[Work to be completed]
The result should be an exact copy of the lines from the one with "pass finds nothing." through the last line of the data below, both included.

Saved data entries
____________________
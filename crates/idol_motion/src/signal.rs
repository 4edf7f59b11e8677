use std::sync::Arc;

use glam::Vec2;
use parking_lot::Mutex;

/// Latest animation inputs derived from face tracking. No history is kept.
#[derive(Debug, Clone, Copy, Default, PartialEq)]
pub struct AnimationSignal {
    /// Set by the detection side, cleared by the mapper once the smile decays.
    pub smiling: bool,
    pub lip_dist: Option<f32>,
    pub head_yaw_angle: Option<f32>,
    /// Baseline for the head yaw dead-band.
    pub prev_head_yaw_angle: Option<f32>,
}

/// Handle to the signal shared by the detection and render loops.
///
/// Each access is a short critical section. There is deliberately no
/// coordination beyond that: the loops run at their own pace and whatever
/// was written last is what the other side sees.
#[derive(Debug, Clone, Default)]
pub struct SharedSignal(Arc<Mutex<AnimationSignal>>);

impl SharedSignal {
    pub fn new() -> Self {
        Self::default()
    }

    pub fn snapshot(&self) -> AnimationSignal {
        *self.0.lock()
    }

    pub fn update<T>(&self, f: impl FnOnce(&mut AnimationSignal) -> T) -> T {
        let mut signal = self.0.lock();
        f(&mut signal)
    }
}

/// Landmarks of the last face found, for drawing. They stay put when a
/// detection pass finds nothing.
#[derive(Debug, Clone, Default)]
pub struct SharedLandmarks(Arc<Mutex<Vec<Vec2>>>);

impl SharedLandmarks {
    pub fn new() -> Self {
        Self::default()
    }

    pub fn replace(&self, landmarks: &[Vec2]) {
        let mut current = self.0.lock();
        current.clear();
        current.extend_from_slice(landmarks);
    }

    pub fn snapshot(&self) -> Vec<Vec2> {
        self.0.lock().clone()
    }
}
____________________
[Result]
/// detection pass finds nothing.
#[derive(Debug, Clone, Default)]
pub struct SharedLandmarks(Arc<Mutex<Vec<Vec2>>>);

impl SharedLandmarks {
    pub fn new() -> Self {
        Self::default()
    }

    pub fn replace(&self, landmarks: &[Vec2]) {
        let mut current = self.0.lock();
        current.clear();
        current.extend_from_slice(landmarks);
    }

    pub fn snapshot(&self) -> Vec<Vec2> {
        self.0.lock().clone()
    }
}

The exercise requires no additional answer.